"Mas, ada air panas?". Tanyaku pada salah satu prama yang tengah duduk sambil ngobrol santai bersama prami.
Saat itu pukul sepuluh lewat tiga puluh menit malam hari. Kereta Bima baru beberapa saat meninggalkan stasiun Purwokerto menuju Yogyakarta.
Aku tahu prami yang jadi teman ngobrol itu. Namanya Mitha. Karena dia yang melayani aku tiga jam sebelumnya, saat jam makan. Saat itu resto dalam kondisi ramai. Untuk duduk saja, harus nunggu beberapa lama.
"Ada, seharga teh" jawab prama bernama Agus. Dengan sigap dia berdiri dari tempat duduknya.
"Seharga teh?" ucapku dalam hati. Aku masih belum nyambung dengan acapan Agus itu. Namun sekejap ku langsung menyahut "berapa?"
"Sepuluh ribu", jawab Agus.
Aku segera sodorkan termos kecil ukuran 300 mililiter. Dan tak lama Agus serahkan termos itu ke salah satu prami lain yang tengah sibuk di belakang meja dapur. Tak lama, di seberang sana ku lihat dia menuangkan dua gelas air panas ke dalam termos itu.
Di saat yang sama, aku meraih dompet di kantong celana. Ku cari duit receh. Ketemulah pecahan dua puluh ribu. Ku serahkan ke Agus dan dia kembalikan uang pecahan sepuluh ribu. Untuk kedua kalinya transaksi di resto ini, aku tidak diberi struk.

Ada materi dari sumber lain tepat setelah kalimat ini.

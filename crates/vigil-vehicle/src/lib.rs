//! Vehicle sensor assemblies built on Vigil observables.
//!
//! [`MovementAssembly`] and [`CabinLightAssembly`] are observable sensors
//! with control operations; a [`Simulation`] combines one of each and
//! relays their changes to its own observers while active.
//!
//! ```
//! use std::cell::Cell;
//! use std::rc::Rc;
//! use vigil_observe::{Observable, ObserverError};
//! use vigil_vehicle::{MovementControl, Simulation, SimulationConfig};
//!
//! let sim = Simulation::new(SimulationConfig {
//!     auto_activate: true,
//!     seed: Some(1),
//!     ..Default::default()
//! })
//! .unwrap();
//!
//! let changes = Rc::new(Cell::new(0));
//! let seen = changes.clone();
//! sim.attach(Rc::new(move |_: &Simulation| {
//!     seen.set(seen.get() + 1);
//!     Ok::<(), ObserverError>(())
//! }));
//!
//! sim.start(30).unwrap();
//! sim.stop().unwrap();
//! assert_eq!(changes.get(), 2);
//! ```

#![deny(missing_docs)]
#![deny(rustdoc::broken_intra_doc_links)]
#![forbid(unsafe_code)]

pub mod cabin_light;
pub mod error;
pub mod movement;
pub mod sensor;
pub mod simulation;

pub use cabin_light::{CabinControl, CabinLightAssembly, CabinLightSensor, CabinLightState};
pub use error::VehicleError;
pub use movement::{Movement, MovementAssembly, MovementControl, MovementSensor};
pub use sensor::{Location, Sensor, SensorDescription};
pub use simulation::{Simulation, SimulationConfig};
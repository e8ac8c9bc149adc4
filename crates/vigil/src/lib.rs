//! Vigil: observables with pluggable failure policies, plus unique
//! identifier sampling.
//!
//! This is the facade crate that re-exports the public API of the Vigil
//! sub-crates. Most users only need `vigil` as a dependency.
//!
//! # Quick start
//!
//! ```rust
//! use std::cell::Cell;
//! use std::rc::Rc;
//! use vigil::prelude::*;
//!
//! let sim = Simulation::new(SimulationConfig {
//!     auto_activate: true,
//!     seed: Some(3),
//!     ..Default::default()
//! })
//! .unwrap();
//!
//! let notices = Rc::new(Cell::new(0));
//! let seen = notices.clone();
//! sim.attach(Rc::new(move |_: &Simulation| {
//!     seen.set(seen.get() + 1);
//!     Ok::<(), ObserverError>(())
//! }));
//!
//! sim.switch_on().unwrap();
//! sim.deactivate().unwrap();
//! assert_eq!(sim.cabin_light().state(), CabinLightState::On);
//! assert_eq!(notices.get(), 2);
//! ```
//!
//! # Modules
//!
//! | Module | Sub-crate | Contents |
//! |--------|-----------|----------|
//! | [`observe`] | `vigil-observe` | `Observer`, `Observable`, `ObservableBase`, failure policies |
//! | [`ident`] | `vigil-ident` | Sample specs, prefixed ids, seeded samplers |
//! | [`vehicle`] | `vigil-vehicle` | Sensor assemblies and simulations |

#![deny(missing_docs)]
#![deny(rustdoc::broken_intra_doc_links)]
#![forbid(unsafe_code)]

/// Observer contracts and failure policies (`vigil-observe`).
///
/// Embed an [`observe::ObservableBase`] in a domain type and forward
/// [`observe::Observable`] to it, by hand or with
/// [`impl_observable!`](observe::impl_observable).
pub use vigil_observe as observe;

/// Identifier sampling (`vigil-ident`).
///
/// [`ident::SampleSpec`] derives ids from source text,
/// [`ident::PrefixedIdGenerator`] emits prefixed random ids, and
/// [`ident::IdSampler`] owns the RNG and the issued-id registry.
pub use vigil_ident as ident;

/// Vehicle sensor assemblies and simulations (`vigil-vehicle`).
pub use vigil_vehicle as vehicle;

/// Common imports for typical Vigil usage.
///
/// ```rust
/// use vigil::prelude::*;
/// ```
pub mod prelude {
    // Observer framework
    pub use vigil_observe::{
        DetachPolicy, DetachTrigger, FailureCollector, NotificationPolicy, Observable,
        ObservableBase, Observer, OnDetached, OnDetachedFrom, PostDetach, SharedObserver,
    };

    // Errors
    pub use vigil_ident::IdentError;
    pub use vigil_observe::{ObservableError, ObserverError};
    pub use vigil_vehicle::VehicleError;

    // Identifiers
    pub use vigil_ident::{IdAlphabet, IdSampler, PrefixedIdGenerator, SampleSpec};

    // Vehicle
    pub use vigil_vehicle::{
        CabinControl, CabinLightSensor, CabinLightState, Location, MovementControl,
        MovementSensor, Sensor, Simulation, SimulationConfig,
    };
}
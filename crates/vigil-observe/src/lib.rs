//! Observable/observer contracts with pluggable failure policies.
//!
//! A domain entity embeds an [`ObservableBase`], implements [`Observable`]
//! by forwarding to it, and calls
//! [`notify_observers`](ObservableBase::notify_observers) after every state
//! change. What happens when an observer fails is decided by two policies
//! chosen at construction:
//!
//! - [`DetachPolicy`]: outcome of an observer's optional detach hook.
//! - [`NotificationPolicy`]: failure of an observer's change callback.
//!
//! Both default to fail-fast.
//!
//! ```
//! use std::cell::Cell;
//! use std::rc::Rc;
//! use vigil_observe::{
//!     Observable, ObservableBase, ObservableError, ObserverError, SharedObserver,
//! };
//!
//! struct Lamp {
//!     on: Cell<bool>,
//!     observers: ObservableBase<Lamp>,
//! }
//!
//! impl Lamp {
//!     fn toggle(&self) -> Result<(), ObservableError> {
//!         self.on.set(!self.on.get());
//!         self.observers.notify_observers(self)
//!     }
//! }
//!
//! impl Observable for Lamp {
//!     fn attach(&self, observer: SharedObserver<Self>) -> bool {
//!         self.observers.attach(observer)
//!     }
//!     fn detach<O: ?Sized>(&self, observer: &Rc<O>) -> Result<bool, ObservableError> {
//!         self.observers.detach(self, observer)
//!     }
//!     fn is_observed_by<O: ?Sized>(&self, observer: &Rc<O>) -> bool {
//!         self.observers.is_observed_by(observer)
//!     }
//!     fn detach_all(&self) -> Result<(), ObservableError> {
//!         self.observers.detach_all(self)
//!     }
//!     fn is_observed(&self) -> bool {
//!         self.observers.is_observed()
//!     }
//!     fn count_observers(&self) -> usize {
//!         self.observers.count_observers()
//!     }
//! }
//!
//! let lamp = Lamp { on: Cell::new(false), observers: ObservableBase::new() };
//! let flips = Rc::new(Cell::new(0));
//! let counter = flips.clone();
//! lamp.attach(Rc::new(move |_: &Lamp| {
//!     counter.set(counter.get() + 1);
//!     Ok::<(), ObserverError>(())
//! }));
//! lamp.toggle().unwrap();
//! lamp.toggle().unwrap();
//! assert_eq!(flips.get(), 2);
//! ```

#![deny(missing_docs)]
#![deny(rustdoc::broken_intra_doc_links)]
#![forbid(unsafe_code)]

pub mod base;
pub mod builtin;
pub mod error;
pub mod observable;
pub mod observer;
pub mod policy;

pub use base::{ObservableBase, ObservableBaseBuilder};
pub use builtin::{AfterLogging, CollectedFailure, FailureCollector};
pub use error::{ObservableError, ObserverError};
pub use observable::Observable;
pub use observer::{DetachHook, FnObserver, Observer, OnDetached, OnDetachedFrom, SharedObserver};
pub use policy::{
    DetachHandler, DetachPolicy, DetachTrigger, NotificationHandler, NotificationPolicy,
    PostDetach,
};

Setelah ditutup rapat, Agus menyerahkan termos ke aku sambil menyerahkan juga teh yang sudah dikemas dalam gelas kertas siap saji. Terbungkus rapih dalam plastik. Kemasan teh itu berisi satu ceh celup dan sekantong gula batu.
"Ini apa" tanya ku kembali ke Agus. Masih belum ngeh karena sambil menahan kantuk.